Accanto a lei, Vincenzo, il primogenito di Maria: «Abbiamo trasformato la nostra sofferenza in forza di volontà e voglia di combattere per la giustizia», spiega. Ma il suo appello lo rivolge agli autori del delitto di sua madre: «Riflettete su ciò che avete fatto. Perché – dice -, la vostra colpa si rinnova ogni giorno da 5 anni a questa parte. Fateci ritrovare nostra madre». Parole che riecheggiano davanti a una folla numerosa ma comunque attenta al rispetto delle regole anti- Covid. A Limbadi c’è Libera, ci sono le istituzioni, dal sottosegretario per il Sud, Dalila Nesci, che invoca il riconoscimento formale dei familiari di Maria Chindamo come vittime di mafia, al prefetto Roberta Lulli fino al questore Raffaele Gargiulo. Ci sono i sindaci di Limbadi, Sant’Onofrio e Laureana di Borrello. C'è la scuola con i suoi studenti.
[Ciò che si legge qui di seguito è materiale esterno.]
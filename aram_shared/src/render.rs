//! Presentation abstraction.
//!
//! This crate intentionally does not depend on a graphics backend.
//! The core reports what should be shown; a scene/animation layer
//! implements [`PresentationSink`] to act on it.

use serde::{Deserialize, Serialize};

use crate::{math::Vec3, net::PlayerId};

/// Animation state of a player model.
#[derive(Debug, Clone, Copy, PartialEq, Eq, Hash, Default, Serialize, Deserialize)]
pub enum Activity {
    #[default]
    Idle,
    Walking,
}

/// Where to draw a player model.
#[derive(Debug, Clone, Copy, PartialEq, Default, Serialize, Deserialize)]
pub struct RenderPose {
    pub position: Vec3,
    pub rotation_y: f32,
}

/// Which model an activity change applies to.
#[derive(Debug, Clone, Copy, PartialEq, Eq)]
pub enum Actor<'a> {
    Local,
    Remote(&'a PlayerId),
}

/// Receives render-side effects.
pub trait PresentationSink: Send {
    /// A remote player appeared; load its model at `pose`.
    fn spawn_remote(&mut self, id: &PlayerId, pose: RenderPose);
    /// A remote player left; release its model immediately.
    fn despawn_remote(&mut self, id: &PlayerId);
    /// Stop the `from` animation and start `to`. Only called on a real change.
    fn switch_activity(&mut self, actor: Actor<'_>, from: Activity, to: Activity);
}

/// A no-op sink useful for headless runs.
#[derive(Debug, Default)]
pub struct NullPresentation;

impl PresentationSink for NullPresentation {
    fn spawn_remote(&mut self, _id: &PlayerId, _pose: RenderPose) {}
    fn despawn_remote(&mut self, _id: &PlayerId) {}
    fn switch_activity(&mut self, _actor: Actor<'_>, _from: Activity, _to: Activity) {}
}

/// One recorded call on a [`RecordingPresentation`].
#[derive(Debug, Clone, PartialEq)]
pub enum PresentationEvent {
    Spawn(PlayerId, RenderPose),
    Despawn(PlayerId),
    /// `None` is the local player.
    Activity(Option<PlayerId>, Activity, Activity),
}

/// Sink that records every call, for tests and debugging.
#[derive(Debug, Default)]
pub struct RecordingPresentation {
    pub events: Vec<PresentationEvent>,
}

impl RecordingPresentation {
    pub fn take(&mut self) -> Vec<PresentationEvent> {
        std::mem::take(&mut self.events)
    }
}

impl PresentationSink for RecordingPresentation {
    fn spawn_remote(&mut self, id: &PlayerId, pose: RenderPose) {
        self.events.push(PresentationEvent::Spawn(id.clone(), pose));
    }

    fn despawn_remote(&mut self, id: &PlayerId) {
        self.events.push(PresentationEvent::Despawn(id.clone()));
    }

    fn switch_activity(&mut self, actor: Actor<'_>, from: Activity, to: Activity) {
        let who = match actor {
            Actor::Local => None,
            Actor::Remote(id) => Some(id.clone()),
        };
        self.events.push(PresentationEvent::Activity(who, from, to));
    }
}
//! Loopback harness.
//!
//! Connects client sessions to the reference world through in-memory links
//! with a fixed latency measured in ticks. Everything runs on the calling
//! thread, one tick per [`Loopback::step`], so scenarios are reproducible.

use std::collections::VecDeque;
use std::f32::consts::TAU;

use anyhow::Context;
use aram_client::{input::InputState, ClientSession, InboundSender};
use aram_server::GameServer;
use aram_shared::{
    config::{ClientConfig, ServerConfig},
    math::Vec3,
    net::{InputMessage, NetMsg, PlayerId},
    physics::MoveKeys,
    render::RecordingPresentation,
};
use serde::{Deserialize, Serialize};
use tokio::sync::mpsc;
use tracing::{debug, info};

/// Settings for loopback runs.
#[derive(Debug, Clone, PartialEq, Serialize, Deserialize)]
pub struct LoopbackConfig {
    #[serde(default)]
    pub client: ClientConfig,
    #[serde(default)]
    pub server: ServerConfig,
    /// One-way delay, in ticks, for both directions.
    #[serde(default = "default_latency_ticks")]
    pub latency_ticks: u64,
    /// The world sends a snapshot every this many ticks.
    #[serde(default = "default_snapshot_every")]
    pub snapshot_every: u64,
    /// Number of clients the runner connects.
    #[serde(default = "default_clients")]
    pub clients: usize,
    /// Length of a runner session in ticks.
    #[serde(default = "default_run_ticks")]
    pub run_ticks: u64,
}

fn default_latency_ticks() -> u64 {
    6
}

fn default_snapshot_every() -> u64 {
    3
}

fn default_clients() -> usize {
    2
}

fn default_run_ticks() -> u64 {
    600
}

impl Default for LoopbackConfig {
    fn default() -> Self {
        Self {
            client: ClientConfig::default(),
            server: ServerConfig::default(),
            latency_ticks: default_latency_ticks(),
            snapshot_every: default_snapshot_every(),
            clients: default_clients(),
            run_ticks: default_run_ticks(),
        }
    }
}

impl LoopbackConfig {
    pub fn from_json_str(s: &str) -> anyhow::Result<Self> {
        serde_json::from_str(s).context("parse loopback config")
    }
}

/// A one-way link that holds messages for a fixed number of ticks.
#[derive(Debug)]
pub struct DelayLink<T> {
    latency_ticks: u64,
    queue: VecDeque<(u64, T)>,
}

impl<T> DelayLink<T> {
    pub fn new(latency_ticks: u64) -> Self {
        Self {
            latency_ticks,
            queue: VecDeque::new(),
        }
    }

    pub fn send(&mut self, now_tick: u64, msg: T) {
        self.queue.push_back((now_tick + self.latency_ticks, msg));
    }

    /// Removes every message due at or before `now_tick`, in send order.
    pub fn deliver(&mut self, now_tick: u64) -> Vec<T> {
        let mut out = Vec::new();
        while self.queue.front().is_some_and(|(due, _)| *due <= now_tick) {
            if let Some((_, msg)) = self.queue.pop_front() {
                out.push(msg);
            }
        }
        out
    }

    pub fn in_flight(&self) -> usize {
        self.queue.len()
    }
}

/// One connected client and its two links.
pub struct LoopbackClient {
    pub session: ClientSession<RecordingPresentation>,
    pub id: PlayerId,
    inbound: InboundSender,
    outbound: mpsc::UnboundedReceiver<InputMessage>,
    up: DelayLink<InputMessage>,
    down: DelayLink<NetMsg>,
    connected: bool,
}

/// Reference world plus clients, stepped one tick at a time.
pub struct Loopback {
    pub server: GameServer,
    clients: Vec<LoopbackClient>,
    latency_ticks: u64,
    snapshot_every: u64,
    tick: u64,
    tick_ms: f64,
}

impl Loopback {
    pub fn new(server: GameServer, latency_ticks: u64, snapshot_every: u64) -> Self {
        let tick_ms = 1000.0 / server.config().physics.tick_hz.max(1) as f64;
        Self {
            server,
            clients: Vec::new(),
            latency_ticks,
            snapshot_every: snapshot_every.max(1),
            tick: 0,
            tick_ms,
        }
    }

    pub fn from_config(cfg: &LoopbackConfig) -> Self {
        Self::new(
            GameServer::new(cfg.server.clone()),
            cfg.latency_ticks,
            cfg.snapshot_every,
        )
    }

    pub fn tick(&self) -> u64 {
        self.tick
    }

    pub fn now_ms(&self) -> f64 {
        self.tick as f64 * self.tick_ms
    }

    pub fn clients(&self) -> &[LoopbackClient] {
        &self.clients
    }

    pub fn client(&self, idx: usize) -> &LoopbackClient {
        &self.clients[idx]
    }

    pub fn client_mut(&mut self, idx: usize) -> &mut LoopbackClient {
        &mut self.clients[idx]
    }

    /// Joins a new client, at `spawn` if given. Returns its index.
    pub fn connect(&mut self, cfg: ClientConfig, spawn: Option<Vec3>) -> usize {
        let join = match spawn {
            Some(p) => self.server.join_at(p),
            None => self.server.join(),
        };
        let (out_tx, out_rx) = mpsc::unbounded_channel();
        let (session, inbound) = ClientSession::new(cfg, out_tx, RecordingPresentation::default());

        let mut down = DelayLink::new(self.latency_ticks);
        let id = join.player_id.clone();
        down.send(self.tick, NetMsg::Join(join));

        info!(player_id = %id, tick = self.tick, "Loopback client connected");
        self.clients.push(LoopbackClient {
            session,
            id,
            inbound,
            outbound: out_rx,
            up: DelayLink::new(self.latency_ticks),
            down,
            connected: true,
        });
        self.clients.len() - 1
    }

    /// Removes a client from the world and tells its session.
    pub fn disconnect(&mut self, idx: usize) {
        let client = &mut self.clients[idx];
        if !client.connected {
            return;
        }
        client.connected = false;
        self.server.leave(&client.id);
        client.inbound.disconnected("loopback disconnect");
        client.session.drain_inbox();
    }

    /// Runs one tick. `inputs[i]` drives client `i`; missing entries idle.
    pub fn step(&mut self, inputs: &[InputState]) -> anyhow::Result<()> {
        let now = self.now_ms();
        let tick = self.tick;

        for (i, client) in self.clients.iter_mut().enumerate() {
            if !client.connected {
                continue;
            }
            for msg in client.down.deliver(tick) {
                client.inbound.net(msg, now);
            }

            let input = inputs.get(i).copied().unwrap_or_default();
            client.session.tick(input, now);
            while let Ok(msg) = client.outbound.try_recv() {
                client.up.send(tick, msg);
            }

            for msg in client.up.deliver(tick) {
                self.server
                    .handle_input(&client.id, &msg)
                    .with_context(|| format!("tick {tick}"))?;
            }
        }

        if tick % self.snapshot_every == 0 {
            for client in self.clients.iter_mut().filter(|c| c.connected) {
                let snap = self.server.snapshot_for(&client.id);
                client.down.send(tick, NetMsg::UpdatePositions(snap));
            }
        }

        for client in self.clients.iter_mut().filter(|c| c.connected) {
            client.session.render_frame(now);
        }

        debug!(tick, "Loopback step");
        self.tick += 1;
        Ok(())
    }

    /// Runs `ticks` steps with the same inputs every tick.
    pub fn run(&mut self, ticks: u64, inputs: &[InputState]) -> anyhow::Result<()> {
        for _ in 0..ticks {
            self.step(inputs)?;
        }
        Ok(())
    }
}

/// Deterministic wandering input: walk forward while slowly turning,
/// strafe every few seconds, jump every two seconds.
pub fn scripted_input(tick: u64, tick_hz: u32, phase: f32) -> InputState {
    let hz = tick_hz.max(1) as u64;
    let t = tick as f32 / hz as f32;
    let mut keys = MoveKeys::FORWARD;
    if (tick / (hz * 3)) % 2 == 1 {
        keys |= MoveKeys::LEFT;
    }
    if tick % (hz * 2) == 0 {
        keys |= MoveKeys::JUMP;
    }
    InputState::new(keys, (phase + t * 0.4) % TAU)
}
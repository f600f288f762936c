// SPDX-License-Identifier: MIT
// Copyright 2026 Roland Dreier <roland@rolandd.dev>

//! Landing page and its static assets, embedded at build time.

use crate::AppState;
use axum::{
    http::header,
    response::{Html, IntoResponse},
    routing::get,
    Router,
};
use std::sync::Arc;

const INDEX_HTML: &str = include_str!("../../static/index.html");
const APP_JS: &str = include_str!("../../static/app.js");
const STYLES_CSS: &str = include_str!("../../static/styles.css");

pub fn routes() -> Router<Arc<AppState>> {
    Router::new()
        .route("/", get(index))
        .route("/static/index.html", get(index))
        .route("/static/app.js", get(app_js))
        .route("/static/styles.css", get(styles_css))
}

async fn index() -> Html<&'static str> {
    Html(INDEX_HTML)
}

async fn app_js() -> impl IntoResponse {
    (
        [(header::CONTENT_TYPE, "text/javascript; charset=utf-8")],
        APP_JS,
    )
}

async fn styles_css() -> impl IntoResponse {
    ([(header::CONTENT_TYPE, "text/css; charset=utf-8")], STYLES_CSS)
}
«Mia sorella è stata condannata a morte da un tribunale clandestino», commenta Vincenzo Chindamo che racconta i tanti momenti di solitudine e di sconforto, «ma ci sono stati anche momenti positivi, quelli scanditi dalla solidarietà – continua -. Uomini dello Stato, della Chiesa, delle associazioni, gente comune: in tanti ci hanno aiutato ad affrontare il nostro dolore. Davanti a questo cancello - spiega - si è consumato un orrore. Un cancello che si è trasformato oggi in un simbolo di rinascita del nostro territorio». E poi aggiunge: «Per abitare questa Terra tutti dobbiamo fare qualcosa di più». Quel qualcosa di più che Vincenzo Chindamo chiede alle istituzioni: «Forze dell'ordine, magistrati, vi prego… vi preghiamo: fate giustizia».
Al prefetto e al questore si è rivolto don Ennio Stamile. Il referente di Libera Calabria ha dato loro il «benvenuto in questa terra ferita ma bella». «Bella per i suoi cittadini onesti che chiedono che il territorio venga affrancato dalla ‘ndrangheta. In Calabria – ha affermato - si registra il maggior numero di vittime di lupara bianca. Vite cancellate e corpi spariti, come accaduto a Maria e a Francesco Vangeli. Mamme e figli strappati con violenza inaudita all'affetto dei proprio cari, ai quali viene negato pure il conforto di piangere sulle loro tombe». Infine, rivolgendosi alle istituzioni, ha concluso: «Questa Regione e, in particolare la provincia di Vibo Valentia, ha bisogno di una presenza costante e continuativa delle istituzioni».